Quality titanium frameset
Bespoke option at reasonable price
Uncomfortable ride on UK roads
Slightly flexy bottom bracket
Pilot Cycles is a small Dutch cycle brand, Its unique proposition is its range of custom built titanium framesets, including the Pilot Celes, with the geometry chosen by the buyer. There’s still a mystique about titanium: you get lightweight, corrosion-resistant tubing and a distinctive ride quality from the metal tubing.
While a Pilot Celes frameset with standard dimensions costs 1999 Euros, a fully custom frameset will set you back a not-unreasonable 2499 Euros. You’ll need to budget 349 Euros for the carbon disc fork on top of that. Built up with the new spec Shimano Ultegra Disc groupset, the complete test bike is priced at 4916 Euros.

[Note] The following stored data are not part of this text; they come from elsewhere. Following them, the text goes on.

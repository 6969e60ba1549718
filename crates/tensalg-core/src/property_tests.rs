//! Property-based tests for the packer and the storage-order iterator.
//!
//! Random coordinate sets over random Dense/Sparse format mixes and mode
//! orderings; checks the structural invariants of the emitted arrays.

use proptest::prelude::*;
use smallvec::SmallVec;

use crate::format::{Format, ModeFormat};
use crate::iterate::entries;
use crate::pack::pack_entries;
use crate::storage::Storage;
use crate::types::Shape;
use crate::Datatype;

fn decompose(mut flat: usize, dims: &[usize]) -> Vec<usize> {
    let mut coord = vec![0; dims.len()];
    for (mode, &dim) in dims.iter().enumerate().rev() {
        coord[mode] = flat % dim;
        flat /= dim;
    }
    coord
}

fn case_strategy() -> impl Strategy<Value = (Vec<usize>, Format, Vec<(Vec<usize>, f64)>)> {
    (1usize..=3)
        .prop_flat_map(|order| {
            (
                prop::collection::vec(1usize..5, order),
                prop::collection::vec(any::<bool>(), order),
                Just((0..order).collect::<Vec<usize>>()).prop_shuffle(),
            )
        })
        .prop_flat_map(|(dims, sparse, ordering)| {
            let modes: Vec<ModeFormat> = sparse
                .iter()
                .map(|&s| {
                    if s {
                        ModeFormat::sparse()
                    } else {
                        ModeFormat::dense()
                    }
                })
                .collect();
            let format = Format::with_ordering(modes, ordering).unwrap();
            let total: usize = dims.iter().product();
            let record_dims = dims.clone();
            let records = prop::collection::vec((0..total, -10.0..10.0f64), 0..24).prop_map(
                move |flat| {
                    flat.into_iter()
                        .map(|(at, value)| (decompose(at, &record_dims), value))
                        .collect::<Vec<(Vec<usize>, f64)>>()
                },
            );
            (Just(dims), Just(format), records)
        })
}

fn to_entries(coords: &[(Vec<usize>, f64)]) -> Vec<(Shape, f64)> {
    coords
        .iter()
        .map(|(c, v)| (SmallVec::from_slice(c), *v))
        .collect()
}

/// Walks the packed index and checks the sparse-level invariants: `pos`
/// starts at zero and is monotone, and every parent's `crd` run is
/// strictly increasing.
fn assert_index_invariants(dims: &[usize], format: &Format, index: &crate::Index) {
    let ordering = format.mode_ordering();
    let mut parents = 1usize;
    for (level, mode) in format.mode_formats().iter().enumerate() {
        match mode {
            ModeFormat::Dense(_) => {
                let extent = index.mode_index(level).array(0).get_int(0) as usize;
                assert_eq!(extent, dims[ordering[level]]);
                parents *= extent;
            }
            ModeFormat::Sparse => {
                let pos = index.mode_index(level).array(0);
                let crd = index.mode_index(level).array(1);
                assert_eq!(pos.len(), parents + 1);
                assert_eq!(pos.get_int(0), 0);
                for k in 0..parents {
                    let start = pos.get_int(k);
                    let end = pos.get_int(k + 1);
                    assert!(start <= end);
                    for at in start..end.saturating_sub(1) {
                        assert!(crd.get_int(at as usize) < crd.get_int(at as usize + 1));
                    }
                }
                parents = pos.get_int(parents) as usize;
            }
        }
    }
}

mod tests {
    use super::*;

    proptest! {
        #[test]
        fn prop_pack_structural_invariants(
            (dims, format, coords) in case_strategy()
        ) {
            let packed = pack_entries(&dims, &format, to_entries(&coords)).unwrap();
            assert_index_invariants(&dims, &format, &packed.index);
            prop_assert_eq!(packed.index.size(), packed.values.len());
        }

        #[test]
        fn prop_dedup_counts(
            (dims, format, coords) in case_strategy()
        ) {
            let packed = pack_entries(&dims, &format, to_entries(&coords)).unwrap();
            let mut unique: Vec<Vec<usize>> =
                coords.iter().map(|(c, _)| c.clone()).collect();
            unique.sort();
            unique.dedup();
            prop_assert_eq!(
                coords.len() - unique.len(),
                packed.duplicates_dropped
            );
        }

        #[test]
        fn prop_iterate_covers_all_slots(
            (dims, format, coords) in case_strategy()
        ) {
            let packed = pack_entries(&dims, &format, to_entries(&coords)).unwrap();
            let slots = packed.index.size();
            let mut storage = Storage::new(Datatype::Float64, &dims, format);
            storage.set_index(packed.index);
            storage.set_values(packed.values);
            let walked = entries::<f64>(&storage).unwrap();
            prop_assert_eq!(walked.len(), slots);
            for (coord, _) in &walked {
                for (c, d) in coord.iter().zip(dims.iter()) {
                    prop_assert!(c < d);
                }
            }
        }

        #[test]
        fn prop_pack_iterate_pack_fixpoint(
            (dims, format, coords) in case_strategy()
        ) {
            let first = pack_entries(&dims, &format, to_entries(&coords)).unwrap();
            let mut storage = Storage::new(Datatype::Float64, &dims, format.clone());
            storage.set_index(first.index);
            storage.set_values(first.values);

            let walked = entries::<f64>(&storage).unwrap();
            let second = pack_entries(&dims, &format, walked).unwrap();

            prop_assert_eq!(second.duplicates_dropped, 0);
            prop_assert_eq!(
                storage.values().as_bytes(),
                second.values.as_bytes()
            );
            for level in 0..format.order() {
                let before = storage.index().mode_index(level);
                let after = second.index.mode_index(level);
                prop_assert_eq!(before.num_arrays(), after.num_arrays());
                for i in 0..before.num_arrays() {
                    prop_assert_eq!(
                        before.array(i).as_bytes(),
                        after.array(i).as_bytes()
                    );
                }
            }
        }

        #[test]
        fn prop_last_write_wins(
            coord in prop::collection::vec(0usize..3, 2),
            first in -10.0..10.0f64,
            second in -10.0..10.0f64,
        ) {
            let format = Format::csf(2);
            let records = vec![
                (SmallVec::from_slice(&coord), first),
                (SmallVec::from_slice(&coord), second),
            ];
            let packed = pack_entries(&[3, 3], &format, records).unwrap();
            prop_assert_eq!(packed.values.len(), 1);
            prop_assert_eq!(packed.values.as_slice::<f64>().unwrap()[0], second);
        }
    }
}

Pilot quotes a delivery time for a stock frame or a complete bike of under two weeks, while if you select a custom frame the maximum lead time will be 12 weeks.

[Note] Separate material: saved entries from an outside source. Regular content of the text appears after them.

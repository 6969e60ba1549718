//! # tensalg-core
//!
//! Storage engine for the tensalg sparse-tensor algebra stack.
//!
//! This crate provides:
//! - **Component types:** runtime [`Datatype`] tags, the [`Component`]
//!   scalar trait, tagged [`ComponentVal`] values
//! - **Formats:** per-mode storage kinds, super-mode packs, mode ordering,
//!   coordinate-array types
//! - **Storage:** ownership-tagged type-erased [`Array`]s, per-level
//!   [`Index`] trees, [`Storage`]
//! - **Staging & packing:** the [`CoordinateBuffer`] and the packer that
//!   sorts, deduplicates and emits compressed index arrays
//! - **Iteration:** storage-order `(coordinate, value)` walks
//!
//! # Examples
//!
//! ```
//! use tensalg_core::{pack_entries, Format, Shape};
//! use smallvec::SmallVec;
//!
//! let entries: Vec<(Shape, f64)> = vec![
//!     (SmallVec::from_slice(&[1, 0]), 3.0),
//!     (SmallVec::from_slice(&[0, 1]), 1.0),
//! ];
//! let packed = pack_entries(&[2, 2], &Format::csr(), entries).unwrap();
//! assert_eq!(packed.values.as_slice::<f64>().unwrap(), &[1.0, 3.0]);
//! ```

#![deny(warnings)]

pub mod array;
pub mod coordinate;
pub mod datatype;
pub mod dimension;
pub mod error;
pub mod format;
pub mod index;
pub mod iterate;
pub mod pack;
pub mod storage;
pub mod types;

#[cfg(test)]
mod property_tests;

// Re-exports
pub use array::{AlignedBytes, Array, Ownership};
pub use coordinate::CoordinateBuffer;
pub use datatype::{join, Complex, Component, ComponentVal, Datatype};
pub use dimension::Dimension;
pub use error::{FormatError, TensorError, TensorResult};
pub use format::{Format, ModeFormat, ModeFormatPack};
pub use index::{make_csc_index, make_csr_index, Index, ModeIndex};
pub use iterate::{entries, ValueIter};
pub use pack::{pack_buffer, pack_entries, PackResult};
pub use storage::Storage;
pub use types::Shape;
//! Unified error types for the tensalg storage engine.
//!
//! User-error-class conditions (wrong arity, type mismatches, malformed
//! formats, lifecycle calls out of order) are reported through
//! [`TensorError`]. Programming-error-class invariant violations panic.

use thiserror::Error;

use crate::datatype::Datatype;

/// Top-level error type for tensor construction, packing and evaluation.
#[derive(Error, Debug)]
pub enum TensorError {
    /// A coordinate or index list has the wrong number of entries.
    #[error("wrong number of coordinates: expected {expected}, got {got}")]
    ArityMismatch { expected: usize, got: usize },

    /// A value's type does not match the tensor's component type.
    #[error("component type mismatch: expected {expected}, got {got}")]
    TypeMismatch { expected: Datatype, got: Datatype },

    /// A coordinate component is outside the tensor's dimensions.
    #[error("coordinate {coord:?} is out of bounds for dimensions {dims:?}")]
    OutOfBounds { coord: Vec<usize>, dims: Vec<usize> },

    /// The format description is malformed.
    #[error("format error: {0}")]
    Format(#[from] FormatError),

    /// compile/assemble/compute was called on a tensor with no assignment.
    #[error("tensor has no expression to compile")]
    CompileWithoutExpression,

    /// assemble was called before compile.
    #[error("assemble called before compile")]
    AssembleWithoutCompile,

    /// compute was called before compile.
    #[error("compute called before compile")]
    ComputeWithoutCompile,

    /// Reserved for functionality beyond the supported mode kinds.
    #[error("unsupported: {0}")]
    Unsupported(String),

    /// A value operation on a component type with no numeric semantics.
    #[error("component type {0} does not support value operations")]
    NonNumericComponent(Datatype),

    /// An operand referenced by an expression is no longer alive.
    #[error("operand tensor '{0}' is no longer alive")]
    UnknownOperand(String),

    /// The kernel backend reported a failure.
    #[error("backend error: {0}")]
    Backend(String),
}

/// Errors raised while constructing or validating a [`crate::format::Format`].
#[derive(Error, Debug, Clone)]
pub enum FormatError {
    #[error("mode ordering {ordering:?} is not a permutation of 0..{order}")]
    InvalidModeOrdering { ordering: Vec<usize>, order: usize },

    #[error("unsupported mode format: {0}")]
    UnsupportedMode(String),

    #[error("format order {format_order} does not match dimension count {dims}")]
    OrderMismatch { format_order: usize, dims: usize },

    #[error("level array type {0} is not an integer type")]
    NonIntegerCoordinateType(Datatype),

    #[error("expected {expected} level array type lists, got {got}")]
    LevelArrayCount { expected: usize, got: usize },
}

/// Result type alias for storage-engine operations.
pub type TensorResult<T> = Result<T, TensorError>;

The star of the Pilot Celes is its aerospace grade titanium alloy frameset. It looks gorgeous, with a brushed finish which is offset by the subtle matt grey etched logos. Pilot’s welds are also beautiful, with a precise execution and neatly smoothed-off finish.
The top tube is slightly ovalised, while the other main tubes have round profiles. The bottom bracket shell is cylindrical and takes a BB386 bearing, while the rear brake hose runs internally through the down tube. The mech cables, however, run externally with guides welded to the tapered headset and under the bottom bracket shell. There’s also a brazed-on front mech hanger.

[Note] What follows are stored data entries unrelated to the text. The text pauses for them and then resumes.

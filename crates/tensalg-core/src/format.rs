//! Storage format descriptions.
//!
//! A [`Format`] describes how each tensor mode is stored: the per-mode
//! storage kinds (grouped into [`ModeFormatPack`] super-modes), the
//! mode-ordering permutation giving the storage order of the logical modes,
//! and the element types of the per-level coordinate arrays.
//!
//! # Examples
//!
//! ```
//! use tensalg_core::format::{Format, ModeFormat};
//!
//! // CSR: dense rows over compressed columns.
//! let csr = Format::csr();
//! assert_eq!(csr.order(), 2);
//! assert_eq!(csr.mode_ordering(), &[0, 1]);
//!
//! // CSC stores the column mode first.
//! let csc = Format::csc();
//! assert_eq!(csc.mode_ordering(), &[1, 0]);
//! assert_eq!(csr.mode_formats(), csc.mode_formats());
//! assert_ne!(csr, csc);
//! ```

use std::fmt;

use crate::datatype::Datatype;
use crate::dimension::Dimension;
use crate::error::{FormatError, TensorResult};

/// Storage kind of one tensor mode.
#[derive(Debug, Clone, Copy, PartialEq, Eq)]
pub enum ModeFormat {
    /// The mode is stored as a contiguous range `[0, size)`; no coordinate
    /// array is needed. May carry a statically known extent.
    Dense(Dimension),
    /// The mode is stored as compressed `(pos, crd)` arrays.
    Sparse,
}

impl ModeFormat {
    /// A dense mode whose extent comes from the tensor dimensions.
    pub fn dense() -> ModeFormat {
        ModeFormat::Dense(Dimension::Variable)
    }

    /// A dense mode with a statically known extent.
    pub fn dense_fixed(size: usize) -> ModeFormat {
        ModeFormat::Dense(Dimension::Fixed(size))
    }

    /// A compressed mode.
    pub fn sparse() -> ModeFormat {
        ModeFormat::Sparse
    }

    /// True if every coordinate in `[0, size)` is stored.
    pub fn is_full(self) -> bool {
        matches!(self, ModeFormat::Dense(_))
    }

    /// True if stored coordinates appear in ascending order.
    pub fn is_ordered(self) -> bool {
        true
    }

    /// True if no coordinate is stored more than once.
    pub fn is_unique(self) -> bool {
        true
    }

    /// True for dense modes.
    pub fn is_dense(self) -> bool {
        matches!(self, ModeFormat::Dense(_))
    }

    /// True for compressed modes.
    pub fn is_sparse(self) -> bool {
        matches!(self, ModeFormat::Sparse)
    }
}

impl fmt::Display for ModeFormat {
    fn fmt(&self, f: &mut fmt::Formatter<'_>) -> fmt::Result {
        match self {
            ModeFormat::Dense(Dimension::Fixed(n)) => write!(f, "dense({n})"),
            ModeFormat::Dense(Dimension::Variable) => write!(f, "dense"),
            ModeFormat::Sparse => write!(f, "sparse"),
        }
    }
}

/// An ordered group of mode formats stored contiguously as one super-mode,
/// which is how block formats are described.
#[derive(Debug, Clone, PartialEq, Eq)]
pub struct ModeFormatPack {
    formats: Vec<ModeFormat>,
}

impl ModeFormatPack {
    pub fn new(formats: Vec<ModeFormat>) -> ModeFormatPack {
        ModeFormatPack { formats }
    }

    /// The mode formats in the pack, in storage order.
    #[inline]
    pub fn formats(&self) -> &[ModeFormat] {
        &self.formats
    }

    /// Number of modes in the pack.
    #[inline]
    pub fn size(&self) -> usize {
        self.formats.len()
    }
}

impl From<ModeFormat> for ModeFormatPack {
    fn from(format: ModeFormat) -> Self {
        ModeFormatPack::new(vec![format])
    }
}

/// A complete tensor storage format.
#[derive(Debug, Clone, PartialEq, Eq)]
pub struct Format {
    packs: Vec<ModeFormatPack>,
    mode_ordering: Vec<usize>,
    level_array_types: Vec<Vec<Datatype>>,
}

impl Format {
    /// A format over the given per-level mode formats with the identity
    /// mode ordering.
    pub fn new(formats: Vec<ModeFormat>) -> TensorResult<Format> {
        let order = formats.len();
        Format::with_ordering(formats, (0..order).collect())
    }

    /// A format whose level `l` stores logical mode `ordering[l]`.
    ///
    /// The ordering must be a permutation of `[0, order)`.
    pub fn with_ordering(formats: Vec<ModeFormat>, ordering: Vec<usize>) -> TensorResult<Format> {
        Format::from_packs(formats.into_iter().map(ModeFormatPack::from).collect(), ordering)
    }

    /// A format over explicit super-mode packs.
    pub fn from_packs(packs: Vec<ModeFormatPack>, ordering: Vec<usize>) -> TensorResult<Format> {
        let order: usize = packs.iter().map(ModeFormatPack::size).sum();
        if ordering.len() != order || !is_permutation(&ordering, order) {
            return Err(FormatError::InvalidModeOrdering {
                ordering,
                order,
            }
            .into());
        }
        let mut format = Format {
            packs,
            mode_ordering: ordering,
            level_array_types: Vec::new(),
        };
        format.level_array_types = format
            .mode_formats()
            .iter()
            .map(|mode| match mode {
                ModeFormat::Dense(_) => vec![Datatype::Int32],
                ModeFormat::Sparse => vec![Datatype::Int32, Datatype::Int32],
            })
            .collect();
        Ok(format)
    }

    /// The order-zero format of a scalar.
    pub fn scalar() -> Format {
        Format {
            packs: Vec::new(),
            mode_ordering: Vec::new(),
            level_array_types: Vec::new(),
        }
    }

    /// Compressed sparse row: dense rows over compressed columns.
    pub fn csr() -> Format {
        Format::new(vec![ModeFormat::dense(), ModeFormat::sparse()]).expect("csr format")
    }

    /// Compressed sparse column: the column mode stored first.
    pub fn csc() -> Format {
        Format::with_ordering(
            vec![ModeFormat::dense(), ModeFormat::sparse()],
            vec![1, 0],
        )
        .expect("csc format")
    }

    /// Compressed sparse fiber: every mode compressed, identity ordering.
    pub fn csf(order: usize) -> Format {
        Format::new(vec![ModeFormat::sparse(); order]).expect("csf format")
    }

    /// Every mode dense, identity ordering.
    pub fn dense(order: usize) -> Format {
        Format::new(vec![ModeFormat::dense(); order]).expect("dense format")
    }

    /// A compressed vector.
    pub fn sparse_vector() -> Format {
        Format::new(vec![ModeFormat::sparse()]).expect("sparse vector format")
    }

    /// Number of modes.
    #[inline]
    pub fn order(&self) -> usize {
        self.mode_ordering.len()
    }

    /// The super-mode packs.
    #[inline]
    pub fn packs(&self) -> &[ModeFormatPack] {
        &self.packs
    }

    /// The per-level mode formats, flattened across packs in storage-level
    /// order. Level `l` of the stored index tree has kind
    /// `mode_formats()[l]`.
    pub fn mode_formats(&self) -> Vec<ModeFormat> {
        self.packs
            .iter()
            .flat_map(|pack| pack.formats().iter().copied())
            .collect()
    }

    /// The logical mode stored at each level.
    #[inline]
    pub fn mode_ordering(&self) -> &[usize] {
        &self.mode_ordering
    }

    /// The element types of the coordinate arrays at each level.
    #[inline]
    pub fn level_array_types(&self) -> &[Vec<Datatype>] {
        &self.level_array_types
    }

    /// Overrides the per-level coordinate array element types.
    ///
    /// Each level needs as many types as its kind has arrays (one for
    /// dense extents, two for sparse `pos`/`crd`), and all of them must be
    /// integer types.
    pub fn with_level_array_types(mut self, types: Vec<Vec<Datatype>>) -> TensorResult<Format> {
        if types.len() != self.order() {
            return Err(FormatError::LevelArrayCount {
                expected: self.order(),
                got: types.len(),
            }
            .into());
        }
        for (mode, level_types) in self.mode_formats().iter().zip(types.iter()) {
            let expected = match mode {
                ModeFormat::Dense(_) => 1,
                ModeFormat::Sparse => 2,
            };
            if level_types.len() != expected {
                return Err(FormatError::LevelArrayCount {
                    expected,
                    got: level_types.len(),
                }
                .into());
            }
            for &dtype in level_types {
                if !dtype.is_integer() {
                    return Err(FormatError::NonIntegerCoordinateType(dtype).into());
                }
            }
        }
        self.level_array_types = types;
        Ok(self)
    }
}

impl fmt::Display for Format {
    fn fmt(&self, f: &mut fmt::Formatter<'_>) -> fmt::Result {
        write!(f, "(")?;
        for (i, mode) in self.mode_formats().iter().enumerate() {
            if i > 0 {
                write!(f, ",")?;
            }
            write!(f, "{mode}")?;
        }
        write!(f, "; {:?})", self.mode_ordering)
    }
}

fn is_permutation(ordering: &[usize], order: usize) -> bool {
    let mut seen = vec![false; order];
    for &mode in ordering {
        if mode >= order || seen[mode] {
            return false;
        }
        seen[mode] = true;
    }
    true
}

Our Pilot Celes comes with an all carbon fork in raw carbon finish, with the front brake hose routed through the left leg. There are thru-axles front and rear for a firm junction to the disc brake wheels. Brake calipers use the flat mount standard which is now common on road bikes.
Pilot sells its off-the-peg frameset in four sizes from 51 to 60cm.
The Pilot Celes is one of the first bikes we’ve seen with the new Shimano Ultegra Hydro groupset. Looking very much like Dura-Ace hydraulic, you get a chainset with chunky go-faster crank arms – in this case a 50/34 compact –and a redesigned four arm spider.
The rear mech also gets the new Dura-Ace look, with the shadow design providing more wrap-round for the chain, so that more teeth on the cassette are engaged. The long arm derailleur also means that you can fit a cassette with a lowest sprocket of up to 34 teeth, although Pilot has used an 11-28.
The hydraulic levers have also had a makeover. They’re more chunky than the outgoing RS685 version and a bit wider across the tops, but still comfortable and ergonomic.
And Shimano has redesigned its Icetech brake discs. They now have salami slicer cooling fins (don’t tell the pros). Their outer edges are less sharp too, although they’re not as well finished as Dura-Ace and lack the black anodising, designed to assist cooling.
The test bike has DT Swiss P1800 Spline wheels shod with Vredestein Fortezza Senso 25mm tyres. Likewise, the test bike has 3T bars, stem and seatpost and there’s a Selle Italia SLR saddle. There’s the option to upgrade to a carbon cockpit and carbon wheels and Pilot sells its own titanium stem and seatpost too.
Riding the Pilot Celes
A titanium frame gives you a different ride feel to the usual carbon; there’s a bit more of a springy feel to the frameset. On the Pilot Celes, that’s reflected in the bottom bracket area in particular. There’s a bit more flex from the five welded tubes than in a well designed carbon set-up, so that pedalling feels just that bit less efficient. That's particularly evident when climbing out of the saddle and under harder acceleration, although you can progress well enough on the flat.
On the other hand, the rear triangle feels very rigid, due to the wide, straight seat tube and straight seat stays. Coupled with the broad 31.6mm seatpost, this results in a lot of vibration being transmitted to the saddle from typical UK road surfaces. This is despite the 25mm tyres, which can be run at lower pressures to provide a bit of cushioning, and the inclusion of a carbon seatpost.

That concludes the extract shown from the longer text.